===== Excerpted records

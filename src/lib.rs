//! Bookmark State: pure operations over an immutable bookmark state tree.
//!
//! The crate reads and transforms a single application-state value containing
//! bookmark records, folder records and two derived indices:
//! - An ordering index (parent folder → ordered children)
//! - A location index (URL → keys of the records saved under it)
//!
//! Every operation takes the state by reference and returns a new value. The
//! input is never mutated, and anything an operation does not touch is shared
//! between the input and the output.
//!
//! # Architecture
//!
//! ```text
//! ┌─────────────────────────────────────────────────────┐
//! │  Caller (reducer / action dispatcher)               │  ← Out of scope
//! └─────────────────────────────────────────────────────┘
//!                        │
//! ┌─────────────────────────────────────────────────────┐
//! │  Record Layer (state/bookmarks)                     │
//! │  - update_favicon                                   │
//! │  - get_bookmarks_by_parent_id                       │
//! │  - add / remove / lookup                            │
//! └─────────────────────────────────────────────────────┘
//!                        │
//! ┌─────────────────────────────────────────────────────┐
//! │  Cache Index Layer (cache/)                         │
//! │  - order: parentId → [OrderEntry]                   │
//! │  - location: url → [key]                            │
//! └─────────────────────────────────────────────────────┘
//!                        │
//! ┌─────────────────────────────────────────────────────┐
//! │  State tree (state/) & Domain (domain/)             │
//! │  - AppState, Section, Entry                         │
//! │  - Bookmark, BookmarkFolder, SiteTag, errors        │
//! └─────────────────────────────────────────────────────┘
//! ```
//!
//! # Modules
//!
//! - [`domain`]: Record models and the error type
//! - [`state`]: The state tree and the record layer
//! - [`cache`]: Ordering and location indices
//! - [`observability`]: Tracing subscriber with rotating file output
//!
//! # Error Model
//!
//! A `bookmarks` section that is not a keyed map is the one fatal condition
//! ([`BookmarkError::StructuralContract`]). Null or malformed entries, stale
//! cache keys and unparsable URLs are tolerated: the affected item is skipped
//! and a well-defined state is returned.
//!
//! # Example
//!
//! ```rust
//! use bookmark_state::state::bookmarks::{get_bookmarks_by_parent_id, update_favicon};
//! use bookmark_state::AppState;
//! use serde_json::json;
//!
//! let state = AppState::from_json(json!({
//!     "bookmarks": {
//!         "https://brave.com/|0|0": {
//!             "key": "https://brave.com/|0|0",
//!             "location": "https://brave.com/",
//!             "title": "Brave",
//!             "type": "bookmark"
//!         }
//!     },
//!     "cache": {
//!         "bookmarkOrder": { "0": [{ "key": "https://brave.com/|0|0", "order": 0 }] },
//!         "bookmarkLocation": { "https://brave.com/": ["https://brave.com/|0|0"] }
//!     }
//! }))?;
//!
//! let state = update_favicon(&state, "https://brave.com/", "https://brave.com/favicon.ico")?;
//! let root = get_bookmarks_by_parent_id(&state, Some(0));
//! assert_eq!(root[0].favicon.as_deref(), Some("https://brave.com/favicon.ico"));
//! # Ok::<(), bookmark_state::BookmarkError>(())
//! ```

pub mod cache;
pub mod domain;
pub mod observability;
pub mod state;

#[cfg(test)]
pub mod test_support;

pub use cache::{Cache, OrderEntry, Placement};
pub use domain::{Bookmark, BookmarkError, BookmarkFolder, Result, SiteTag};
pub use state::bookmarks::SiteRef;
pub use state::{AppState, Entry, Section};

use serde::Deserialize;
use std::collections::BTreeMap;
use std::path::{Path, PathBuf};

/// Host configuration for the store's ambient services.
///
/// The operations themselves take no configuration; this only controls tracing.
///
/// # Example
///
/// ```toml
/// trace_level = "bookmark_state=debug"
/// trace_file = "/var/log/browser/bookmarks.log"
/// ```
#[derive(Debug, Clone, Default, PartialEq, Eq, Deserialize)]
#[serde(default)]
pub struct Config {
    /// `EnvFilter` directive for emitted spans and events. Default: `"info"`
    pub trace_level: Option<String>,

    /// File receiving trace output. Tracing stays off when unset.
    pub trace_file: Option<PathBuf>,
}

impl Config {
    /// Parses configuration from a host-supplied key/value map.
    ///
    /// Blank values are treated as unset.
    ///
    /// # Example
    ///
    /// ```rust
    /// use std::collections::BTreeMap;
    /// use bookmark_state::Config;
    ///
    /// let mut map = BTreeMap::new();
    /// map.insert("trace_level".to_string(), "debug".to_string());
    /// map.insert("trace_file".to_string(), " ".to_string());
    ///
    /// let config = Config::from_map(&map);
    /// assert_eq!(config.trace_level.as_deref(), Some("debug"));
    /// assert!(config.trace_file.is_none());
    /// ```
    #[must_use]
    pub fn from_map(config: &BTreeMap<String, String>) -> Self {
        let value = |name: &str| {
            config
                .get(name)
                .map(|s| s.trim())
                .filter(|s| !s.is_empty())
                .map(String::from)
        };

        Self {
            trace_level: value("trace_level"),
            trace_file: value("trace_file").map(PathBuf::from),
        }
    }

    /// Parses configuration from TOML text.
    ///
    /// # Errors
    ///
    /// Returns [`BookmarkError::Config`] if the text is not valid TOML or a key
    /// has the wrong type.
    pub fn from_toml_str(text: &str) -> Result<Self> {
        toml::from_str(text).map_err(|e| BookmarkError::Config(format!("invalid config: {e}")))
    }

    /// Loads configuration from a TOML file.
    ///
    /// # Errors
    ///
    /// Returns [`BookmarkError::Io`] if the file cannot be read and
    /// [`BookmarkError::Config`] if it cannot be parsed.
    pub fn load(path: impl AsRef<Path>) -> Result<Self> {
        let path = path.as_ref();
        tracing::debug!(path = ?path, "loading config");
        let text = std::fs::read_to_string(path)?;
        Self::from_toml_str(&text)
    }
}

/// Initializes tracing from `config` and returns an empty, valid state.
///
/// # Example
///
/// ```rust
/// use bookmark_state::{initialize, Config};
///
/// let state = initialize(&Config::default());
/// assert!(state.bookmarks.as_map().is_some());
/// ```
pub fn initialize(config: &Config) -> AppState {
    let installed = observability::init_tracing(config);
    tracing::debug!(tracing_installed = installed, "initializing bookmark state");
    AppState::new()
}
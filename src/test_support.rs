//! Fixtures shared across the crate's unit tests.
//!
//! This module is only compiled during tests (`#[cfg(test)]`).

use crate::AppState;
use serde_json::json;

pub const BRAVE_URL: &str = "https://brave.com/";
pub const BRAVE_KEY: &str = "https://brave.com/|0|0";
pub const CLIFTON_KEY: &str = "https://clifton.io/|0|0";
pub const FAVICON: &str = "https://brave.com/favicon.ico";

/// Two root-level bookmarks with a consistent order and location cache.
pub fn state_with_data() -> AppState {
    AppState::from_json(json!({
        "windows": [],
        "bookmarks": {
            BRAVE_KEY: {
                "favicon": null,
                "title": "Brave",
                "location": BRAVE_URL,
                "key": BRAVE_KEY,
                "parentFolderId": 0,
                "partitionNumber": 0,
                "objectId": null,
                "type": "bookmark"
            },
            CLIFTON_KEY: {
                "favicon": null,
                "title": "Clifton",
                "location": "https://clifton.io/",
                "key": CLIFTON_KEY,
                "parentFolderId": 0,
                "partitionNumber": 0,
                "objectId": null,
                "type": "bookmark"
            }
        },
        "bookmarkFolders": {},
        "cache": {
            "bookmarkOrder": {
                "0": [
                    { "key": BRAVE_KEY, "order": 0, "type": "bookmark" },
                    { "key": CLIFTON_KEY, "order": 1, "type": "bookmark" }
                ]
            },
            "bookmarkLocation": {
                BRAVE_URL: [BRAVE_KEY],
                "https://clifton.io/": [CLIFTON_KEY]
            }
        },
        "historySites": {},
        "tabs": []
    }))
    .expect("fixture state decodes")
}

==========

◆ Activity
Copy each record exactly, leaving nothing out.

◆ Answer to the problem
filename src/lib.rs
//! Bookmark State: pure operations over an immutable bookmark state tree.
//!
//! The crate reads and transforms a single application-state value containing
//! bookmark records, folder records and two derived indices:
//! - An ordering index (parent folder → ordered children)
//! - A location index (URL → keys of the records saved under it)
//!
//! Every operation takes the state by reference and returns a new value. The
//! input is never mutated, and anything an operation does not touch is shared
//! between the input and the output.
//!
//! # Architecture
//!
//! ```text
//! ┌─────────────────────────────────────────────────────┐
//! │  Caller (reducer / action dispatcher)               │  ← Out of scope
//! └─────────────────────────────────────────────────────┘
//!                        │
//! ┌─────────────────────────────────────────────────────┐
//! │  Record Layer (state/bookmarks)                     │
//! │  - update_favicon                                   │
//! │  - get_bookmarks_by_parent_id                       │
//! │  - add / remove / lookup                            │
//! └─────────────────────────────────────────────────────┘
//!                        │
//! ┌─────────────────────────────────────────────────────┐
//! │  Cache Index Layer (cache/)                         │
//! │  - order: parentId → [OrderEntry]                   │
//! │  - location: url → [key]                            │
//! └─────────────────────────────────────────────────────┘
//!                        │
//! ┌─────────────────────────────────────────────────────┐
//! │  State tree (state/) & Domain (domain/)             │
//! │  - AppState, Section, Entry                         │
//! │  - Bookmark, BookmarkFolder, SiteTag, errors        │
//! └─────────────────────────────────────────────────────┘
//! ```
//!
//! # Modules
//!
//! - [`domain`]: Record models and the error type
//! - [`state`]: The state tree and the record layer
//! - [`cache`]: Ordering and location indices
//! - [`observability`]: Tracing subscriber with rotating file output
//!
//! # Error Model
//!
//! A `bookmarks` section that is not a keyed map is the one fatal condition
//! ([`BookmarkError::StructuralContract`]). Null or malformed entries, stale
//! cache keys and unparsable URLs are tolerated: the affected item is skipped
//! and a well-defined state is returned.
//!
//! # Example
//!
//! ```rust
//! use bookmark_state::state::bookmarks::{get_bookmarks_by_parent_id, update_favicon};
//! use bookmark_state::AppState;
//! use serde_json::json;
//!
//! let state = AppState::from_json(json!({
//!     "bookmarks": {
//!         "https://brave.com/|0|0": {
//!             "key": "https://brave.com/|0|0",
//!             "location": "https://brave.com/",
//!             "title": "Brave",
//!             "type": "bookmark"
//!         }
//!     },
//!     "cache": {
//!         "bookmarkOrder": { "0": [{ "key": "https://brave.com/|0|0", "order": 0 }] },
//!         "bookmarkLocation": { "https://brave.com/": ["https://brave.com/|0|0"] }
//!     }
//! }))?;
//!
//! let state = update_favicon(&state, "https://brave.com/", "https://brave.com/favicon.ico")?;
//! let root = get_bookmarks_by_parent_id(&state, Some(0));
//! assert_eq!(root[0].favicon.as_deref(), Some("https://brave.com/favicon.ico"));
//! # Ok::<(), bookmark_state::BookmarkError>(())
//! ```

pub mod cache;
pub mod domain;
pub mod observability;
pub mod state;

#[cfg(test)]
pub mod test_support;

pub use cache::{Cache, OrderEntry, Placement};
pub use domain::{Bookmark, BookmarkError, BookmarkFolder, Result, SiteTag};
pub use state::bookmarks::SiteRef;
pub use state::{AppState, Entry, Section};

use serde::Deserialize;
use std::collections::BTreeMap;
use std::path::{Path, PathBuf};

/// Host configuration for the store's ambient services.
///
/// The operations themselves take no configuration; this only controls tracing.
///
/// # Example
///
/// ```toml
/// trace_level = "bookmark_state=debug"
/// trace_file = "/var/log/browser/bookmarks.log"
/// ```
#[derive(Debug, Clone, Default, PartialEq, Eq, Deserialize)]
#[serde(default)]
pub struct Config {
    /// `EnvFilter` directive for emitted spans and events. Default: `"info"`
    pub trace_level: Option<String>,

    /// File receiving trace output. Tracing stays off when unset.
    pub trace_file: Option<PathBuf>,
}

impl Config {
    /// Parses configuration from a host-supplied key/value map.
    ///
    /// Blank values are treated as unset.
    ///
    /// # Example
    ///
    /// ```rust
    /// use std::collections::BTreeMap;
    /// use bookmark_state::Config;
    ///
    /// let mut map = BTreeMap::new();
    /// map.insert("trace_level".to_string(), "debug".to_string());
    /// map.insert("trace_file".to_string(), " ".to_string());
    ///
    /// let config = Config::from_map(&map);
    /// assert_eq!(config.trace_level.as_deref(), Some("debug"));
    /// assert!(config.trace_file.is_none());
    /// ```
    #[must_use]
    pub fn from_map(config: &BTreeMap<String, String>) -> Self {
        let value = |name: &str| {
            config
                .get(name)
                .map(|s| s.trim())
                .filter(|s| !s.is_empty())
                .map(String::from)
        };

        Self {
            trace_level: value("trace_level"),
            trace_file: value("trace_file").map(PathBuf::from),
        }
    }

    /// Parses configuration from TOML text.
    ///
    /// # Errors
    ///
    /// Returns [`BookmarkError::Config`] if the text is not valid TOML or a key
    /// has the wrong type.
    pub fn from_toml_str(text: &str) -> Result<Self> {
        toml::from_str(text).map_err(|e| BookmarkError::Config(format!("invalid config: {e}")))
    }

    /// Loads configuration from a TOML file.
    ///
    /// # Errors
    ///
    /// Returns [`BookmarkError::Io`] if the file cannot be read and
    /// [`BookmarkError::Config`] if it cannot be parsed.
    pub fn load(path: impl AsRef<Path>) -> Result<Self> {
        let path = path.as_ref();
        tracing::debug!(path = ?path, "loading config");
        let text = std::fs::read_to_string(path)?;
        Self::from_toml_str(&text)
    }
}

/// Initializes tracing from `config` and returns an empty, valid state.
///
/// # Example
///
/// ```rust
/// use bookmark_state::{initialize, Config};
///
/// let state = initialize(&Config::default());
/// assert!(state.bookmarks.as_map().is_some());
/// ```
pub fn initialize(config: &Config) -> AppState {
    let installed = observability::init_tracing(config);
    tracing::debug!(tracing_installed = installed, "initializing bookmark state");
    AppState::new()
}
filename src/test_support.rs
//! Fixtures shared across the crate's unit tests.
//!
//! This module is only compiled during tests (`#[cfg(test)]`).

use crate::AppState;
use serde_json::json;

pub const BRAVE_URL: &str = "https://brave.com/";
pub const BRAVE_KEY: &str = "https://brave.com/|0|0";
pub const CLIFTON_KEY: &str = "https://clifton.io/|0|0";
pub const FAVICON: &str = "https://brave.com/favicon.ico";

/// Two root-level bookmarks with a consistent order and location cache.
pub fn state_with_data() -> AppState {
    AppState::from_json(json!({
        "windows": [],
        "bookmarks": {
            BRAVE_KEY: {
                "favicon": null,
                "title": "Brave",
                "location": BRAVE_URL,
                "key": BRAVE_KEY,
                "parentFolderId": 0,
                "partitionNumber": 0,
                "objectId": null,
                "type": "bookmark"
            },
            CLIFTON_KEY: {
                "favicon": null,
                "title": "Clifton",
                "location": "https://clifton.io/",
                "key": CLIFTON_KEY,
                "parentFolderId": 0,
                "partitionNumber": 0,
                "objectId": null,
                "type": "bookmark"
            }
        },
        "bookmarkFolders": {},
        "cache": {
            "bookmarkOrder": {
                "0": [
                    { "key": BRAVE_KEY, "order": 0, "type": "bookmark" },
                    { "key": CLIFTON_KEY, "order": 1, "type": "bookmark" }
                ]
            },
            "bookmarkLocation": {
                BRAVE_URL: [BRAVE_KEY],
                "https://clifton.io/": [CLIFTON_KEY]
            }
        },
        "historySites": {},
        "tabs": []
    }))
    .expect("fixture state decodes")
}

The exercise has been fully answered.